Exercise details:
From the entries below, copy every line holding the word "caller".

-------- Dataset records

//! Resource detection.

use std::borrow::Cow;
use std::time::Duration;

use telemeter::Key;
use thiserror::Error;

use crate::Resource;

/// Describes a failed attempt by a single detector.
///
/// Detection failures are not fatal to an aggregation pass:
/// [`Resource::from_detectors`] collects them and keeps running the
/// remaining detectors.
#[derive(Error, Debug)]
#[non_exhaustive]
pub enum DetectionError {
    /// The detector could not produce its attributes.
    #[error("{detector}: {source}")]
    Failed {
        /// Name of the failing detector, or of the attribute key it was
        /// resolving.
        detector: Cow<'static, str>,

        /// The underlying cause reported by the detector.
        #[source]
        source: Box<dyn std::error::Error + Send + Sync>,
    },

    /// The detector observed its detection budget run out before it could
    /// finish.
    #[error("{detector}: detection budget of {budget:?} exhausted")]
    Cancelled {
        /// Name of the detector, or of the attribute key it was resolving.
        detector: Cow<'static, str>,

        /// The budget the detector was granted.
        budget: Duration,
    },
}

impl DetectionError {
    /// A detection failure wrapping the underlying `source`.
    pub fn failed(
        detector: impl Into<Cow<'static, str>>,
        source: impl Into<Box<dyn std::error::Error + Send + Sync>>,
    ) -> Self {
        DetectionError::Failed {
            detector: detector.into(),
            source: source.into(),
        }
    }

    /// A failure caused by an exhausted detection budget.
    pub fn cancelled(detector: impl Into<Cow<'static, str>>, budget: Duration) -> Self {
        DetectionError::Cancelled {
            detector: detector.into(),
            budget,
        }
    }

    /// Name of the detector (or attribute key) this error originated from.
    pub fn detector(&self) -> &str {
        match self {
            DetectionError::Failed { detector, .. } => detector,
            DetectionError::Cancelled { detector, .. } => detector,
        }
    }
}

/// Discovers attributes describing the entity that produces telemetry.
///
/// Detectors are run by [`Resource::from_detectors`] or a
/// [`ResourceBuilder`](crate::ResourceBuilder), which grant each one
/// whatever remains of the caller's detection budget. A detector that
/// performs blocking work must give up once that budget is exhausted and
/// report [`DetectionError::Cancelled`]; detectors that compute their
/// attributes without I/O may ignore the budget entirely.
///
/// A failing detector never aborts the pass it is part of: the caller
/// records the error and continues with the remaining detectors.
pub trait ResourceDetector {
    /// Detects resource attributes within the remaining `timeout` budget.
    fn detect(&self, timeout: Duration) -> Result<Resource, DetectionError>;
}

/// Adapts a fallible string lookup into a [`ResourceDetector`] for one key.
///
/// Most environment probes boil down to asking the platform for a single
/// string, so this adapter covers the common case: run the lookup, pair the
/// returned string with the configured key, and report failures under that
/// key's name.
///
/// # Examples
///
/// ```
/// use std::time::Duration;
/// use telemeter::Key;
/// use telemeter_resource::{ResourceDetector, StringDetector};
///
/// let detector = StringDetector::new(Key::new("ci.runner"), || Ok("runner-7".to_owned()));
/// let resource = detector.detect(Duration::from_secs(1)).unwrap();
/// assert_eq!(resource.get(&"ci.runner".into()), Some("runner-7".into()));
/// ```
#[derive(Debug)]
pub struct StringDetector<F> {
    key: Key,
    f: F,
}

impl<F> StringDetector<F>
where
    F: Fn() -> Result<String, Box<dyn std::error::Error + Send + Sync>>,
{
    /// Creates a detector producing a single `key` attribute from `f`.
    pub fn new(key: Key, f: F) -> Self {
        StringDetector { key, f }
    }
}

impl<F> ResourceDetector for StringDetector<F>
where
    F: Fn() -> Result<String, Box<dyn std::error::Error + Send + Sync>>,
{
    fn detect(&self, timeout: Duration) -> Result<Resource, DetectionError> {
        if timeout.is_zero() {
            return Err(DetectionError::cancelled(self.key.to_string(), timeout));
        }
        match (self.f)() {
            Ok(value) => Ok(Resource::new([self.key.string(value)])),
            Err(source) => Err(DetectionError::failed(self.key.to_string(), source)),
        }
    }
}
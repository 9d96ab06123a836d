#![allow(unused_macros)]
///
/// **Note**: These macros (`tele_info!`, `tele_warn!`, `tele_debug!`, and `tele_error!`) are for
/// self-diagnostics **inside the telemeter crates** and for plugins extending them. They are not
/// a general application logging facility.
///
/// When running tests with `--nocapture`, these macros will print their output to stdout. This is
/// useful for debugging test failures and understanding the flow of operations during testing.
///
/// Macro for logging informational messages.
///
/// # Fields:
/// - `name`: The operation or action being logged.
/// - Additional optional key-value pairs can be passed as attributes.
///
/// # Example:
/// ```rust
/// use telemeter::tele_info;
/// tele_info!(name: "sdk_start", version = "1.0.0");
/// ```
///
// TODO: Remove `name` attribute duplication in logging macros below once `tracing::Fmt` supports displaying `name`.
// See issue: https://github.com/tokio-rs/tracing/issues/2774
#[macro_export]
macro_rules! tele_info {
    (name: $name:expr $(,)?) => {
        #[cfg(feature = "internal-logs")]
        {
            $crate::_private::info!(name: $name, target: env!("CARGO_PKG_NAME"), name = $name);
        }

        #[cfg(test)]
        {
            print!("tele_info: name={}\n", $name);
        }

        #[cfg(all(not(feature = "internal-logs"), not(test)))]
        {
            let _ = $name; // Compiler will optimize this out as it's unused.
        }
    };
    (name: $name:expr, $($key:ident = $value:expr),+ $(,)?) => {
        #[cfg(feature = "internal-logs")]
        {
            $crate::_private::info!(name: $name, target: env!("CARGO_PKG_NAME"), name = $name, $($key = $value),+);
        }

        #[cfg(test)]
        {
            print!("tele_info: name={}", $name);
            $(
                print!(", {}={}", stringify!($key), $value);
            )+
            print!("\n");
        }

        #[cfg(all(not(feature = "internal-logs"), not(test)))]
        {
            let _ = ($name, $($value),+); // Compiler will optimize this out as it's unused.
        }
    };
}

/// Macro for logging warning messages.
///
/// # Fields:
/// - `name`: The operation or action being logged.
/// - Additional optional key-value pairs can be passed as attributes.
///
/// # Example:
/// ```rust
/// use telemeter::tele_warn;
/// tele_warn!(name: "detection_timeout", timeout_secs = 5);
/// ```
#[macro_export]
macro_rules! tele_warn {
    (name: $name:expr $(,)?) => {
        #[cfg(feature = "internal-logs")]
        {
            $crate::_private::warn!(name: $name, target: env!("CARGO_PKG_NAME"), name = $name);
        }

        #[cfg(test)]
        {
            print!("tele_warn: name={}\n", $name);
        }

        #[cfg(all(not(feature = "internal-logs"), not(test)))]
        {
            let _ = $name; // Compiler will optimize this out as it's unused.
        }
    };
    (name: $name:expr, $($key:ident = $value:expr),+ $(,)?) => {
        #[cfg(feature = "internal-logs")]
        {
            $crate::_private::warn!(name: $name, target: env!("CARGO_PKG_NAME"), name = $name, $($key = $value),+);
        }

        #[cfg(test)]
        {
            print!("tele_warn: name={}", $name);
            $(
                print!(", {}={}", stringify!($key), $value);
            )+
            print!("\n");
        }

        #[cfg(all(not(feature = "internal-logs"), not(test)))]
        {
            let _ = ($name, $($value),+); // Compiler will optimize this out as it's unused.
        }
    };
}

/// Macro for logging debug messages.
///
/// # Fields:
/// - `name`: The operation or action being logged.
/// - Additional optional key-value pairs can be passed as attributes.
///
/// # Example:
/// ```rust
/// use telemeter::tele_debug;
/// tele_debug!(name: "detector_finished", attributes = 4);
/// ```
#[macro_export]
macro_rules! tele_debug {
    (name: $name:expr $(,)?) => {
        #[cfg(feature = "internal-logs")]
        {
            $crate::_private::debug!(name: $name, target: env!("CARGO_PKG_NAME"), name = $name);
        }

        #[cfg(test)]
        {
            print!("tele_debug: name={}\n", $name);
        }

        #[cfg(all(not(feature = "internal-logs"), not(test)))]
        {
            let _ = $name; // Compiler will optimize this out as it's unused.
        }
    };
    (name: $name:expr, $($key:ident = $value:expr),+ $(,)?) => {
        #[cfg(feature = "internal-logs")]
        {
            $crate::_private::debug!(name: $name, target: env!("CARGO_PKG_NAME"), name = $name, $($key = $value),+);
        }

        #[cfg(test)]
        {
            print!("tele_debug: name={}", $name);
            $(
                print!(", {}={}", stringify!($key), $value);
            )+
            print!("\n");
        }

        #[cfg(all(not(feature = "internal-logs"), not(test)))]
        {
            let _ = ($name, $($value),+); // Compiler will optimize this out as it's unused.
        }
    };
}

/// Macro for logging error messages.
///
/// # Fields:
/// - `name`: The operation or action being logged.
/// - Additional optional key-value pairs can be passed as attributes.
///
/// # Example:
/// ```rust
/// use telemeter::tele_error;
/// tele_error!(name: "detection_failed", error = "connection refused");
/// ```
#[macro_export]
macro_rules! tele_error {
    (name: $name:expr $(,)?) => {
        #[cfg(feature = "internal-logs")]
        {
            $crate::_private::error!(name: $name, target: env!("CARGO_PKG_NAME"), name = $name);
        }

        #[cfg(test)]
        {
            print!("tele_error: name={}\n", $name);
        }

        #[cfg(all(not(feature = "internal-logs"), not(test)))]
        {
            let _ = $name; // Compiler will optimize this out as it's unused.
        }
    };
    (name: $name:expr, $($key:ident = $value:expr),+ $(,)?) => {
        #[cfg(feature = "internal-logs")]
        {
            $crate::_private::error!(name: $name, target: env!("CARGO_PKG_NAME"), name = $name, $($key = $value),+);
        }

        #[cfg(test)]
        {
            print!("tele_error: name={}", $name);
            $(
                print!(", {}={}", stringify!($key), $value);
            )+
            print!("\n");
        }

        #[cfg(all(not(feature = "internal-logs"), not(test)))]
        {
            let _ = ($name, $($value),+); // Compiler will optimize this out as it's unused.
        }
    };
}
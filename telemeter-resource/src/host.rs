//! Host resource detector.

use std::env;
use std::time::Duration;

use telemeter::Key;

use crate::attributes::HOST_NAME;
use crate::detector::{DetectionError, ResourceDetector, StringDetector};
use crate::Resource;

const HOSTNAME: &str = "HOSTNAME";

/// Detects the `host.name` of the machine the process runs on.
///
/// A non-empty `HOSTNAME` environment variable takes precedence, since
/// container runtimes and CI systems use it to inject the name they want
/// reported. Otherwise the hostname is requested from the operating system.
///
/// The lookup is delegated to a [`StringDetector`], so failures are
/// reported under the `host.name` key.
#[derive(Debug)]
pub struct HostResourceDetector {
    _private: (),
}

impl HostResourceDetector {
    /// Create `HostResourceDetector` instance.
    pub fn new() -> Self {
        HostResourceDetector { _private: () }
    }
}

impl Default for HostResourceDetector {
    fn default() -> Self {
        HostResourceDetector::new()
    }
}

impl ResourceDetector for HostResourceDetector {
    fn detect(&self, timeout: Duration) -> Result<Resource, DetectionError> {
        StringDetector::new(Key::from_static_str(HOST_NAME), hostname).detect(timeout)
    }
}

fn hostname() -> Result<String, Box<dyn std::error::Error + Send + Sync>> {
    match env::var(HOSTNAME) {
        Ok(name) if !name.is_empty() => Ok(name),
        _ => os_hostname(),
    }
}

#[cfg(unix)]
fn os_hostname() -> Result<String, Box<dyn std::error::Error + Send + Sync>> {
    let hostname = nix::unistd::gethostname()?;
    hostname
        .into_string()
        .map_err(|_| "hostname is not valid UTF-8".into())
}

#[cfg(not(unix))]
fn os_hostname() -> Result<String, Box<dyn std::error::Error + Send + Sync>> {
    env::var("COMPUTERNAME").map_err(|_| "no hostname source available".into())
}

#[cfg(test)]
mod tests {
    use std::time::Duration;

    use crate::attributes::HOST_NAME;
    use crate::detector::{DetectionError, ResourceDetector};

    use super::HostResourceDetector;

    #[test]
    fn hostname_env_var_takes_precedence() {
        temp_env::with_var("HOSTNAME", Some("test-hostname"), || {
            let resource = HostResourceDetector::new()
                .detect(Duration::from_secs(1))
                .unwrap();

            assert_eq!(
                resource.get(&HOST_NAME.into()),
                Some("test-hostname".into())
            );
        })
    }

    #[cfg(unix)]
    #[test]
    fn falls_back_to_os_hostname() {
        temp_env::with_var("HOSTNAME", None::<&str>, || {
            let resource = HostResourceDetector::new()
                .detect(Duration::from_secs(1))
                .unwrap();

            let hostname = resource.get(&HOST_NAME.into()).unwrap();
            assert!(!hostname.as_str().is_empty());
        })
    }

    #[cfg(unix)]
    #[test]
    fn empty_env_var_is_ignored() {
        temp_env::with_var("HOSTNAME", Some(""), || {
            let resource = HostResourceDetector::new()
                .detect(Duration::from_secs(1))
                .unwrap();

            let hostname = resource.get(&HOST_NAME.into()).unwrap();
            assert!(!hostname.as_str().is_empty());
        })
    }

    #[test]
    fn cancelled_without_budget() {
        let err = HostResourceDetector::new()
            .detect(Duration::ZERO)
            .unwrap_err();

        assert!(matches!(err, DetectionError::Cancelled { .. }));
        assert_eq!(err.detector(), "host.name");
    }
}
//! Process resource detector.
//!
//! Detect information about the process emitting telemetry.

use std::env;
use std::process;
use std::time::Duration;

use telemeter::KeyValue;

use crate::attributes::{
    PROCESS_EXECUTABLE_NAME, PROCESS_PID, PROCESS_RUNTIME_NAME, PROCESS_RUNTIME_VERSION,
};
use crate::detector::{DetectionError, ResourceDetector};
use crate::Resource;

/// Detect process information.
///
/// This detector returns the following information:
///
/// - process id (`process.pid`)
/// - file name of the executable (`process.executable.name`), omitted when
///   the executable path cannot be resolved
/// - name of the compiler that produced the executable
///   (`process.runtime.name`), always `rustc`
/// - version of the compiler (`process.runtime.version`), captured when the
///   crate was built and omitted if the capture failed
#[derive(Debug)]
pub struct ProcessResourceDetector;

impl ResourceDetector for ProcessResourceDetector {
    fn detect(&self, _timeout: Duration) -> Result<Resource, DetectionError> {
        let exe_name = env::current_exe()
            .ok()
            .as_ref()
            .and_then(|exe| exe.file_name())
            .map(|name| name.to_string_lossy().into_owned());

        Ok(Resource::new(
            [
                Some(KeyValue::new(PROCESS_PID, process::id() as i64)),
                exe_name.map(|name| KeyValue::new(PROCESS_EXECUTABLE_NAME, name)),
                Some(KeyValue::new(PROCESS_RUNTIME_NAME, "rustc")),
                option_env!("RUSTC_VERSION")
                    .map(|rustc_version| KeyValue::new(PROCESS_RUNTIME_VERSION, rustc_version)),
            ]
            .into_iter()
            .flatten(),
        ))
    }
}

#[cfg(test)]
mod tests {
    use std::time::Duration;

    use telemeter::Value;

    use crate::attributes::{PROCESS_EXECUTABLE_NAME, PROCESS_PID, PROCESS_RUNTIME_NAME};
    use crate::detector::ResourceDetector;

    use super::ProcessResourceDetector;

    #[test]
    fn test_processor_resource_detector() {
        let resource = ProcessResourceDetector.detect(Duration::ZERO).unwrap();

        match resource.get(&PROCESS_PID.into()) {
            Some(Value::I64(pid)) => assert!(pid > 0),
            other => panic!("process.pid missing or mistyped: {other:?}"),
        }
        assert_eq!(
            resource.get(&PROCESS_RUNTIME_NAME.into()),
            Some("rustc".into())
        );
        // Tests run from a binary built by cargo, so the executable name
        // resolves.
        assert!(resource.get(&PROCESS_EXECUTABLE_NAME.into()).is_some());
    }
}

----------------

Your solution:
/// whatever remains of the caller's detection budget. A detector that
/// A failing detector never aborts the pass it is part of: the caller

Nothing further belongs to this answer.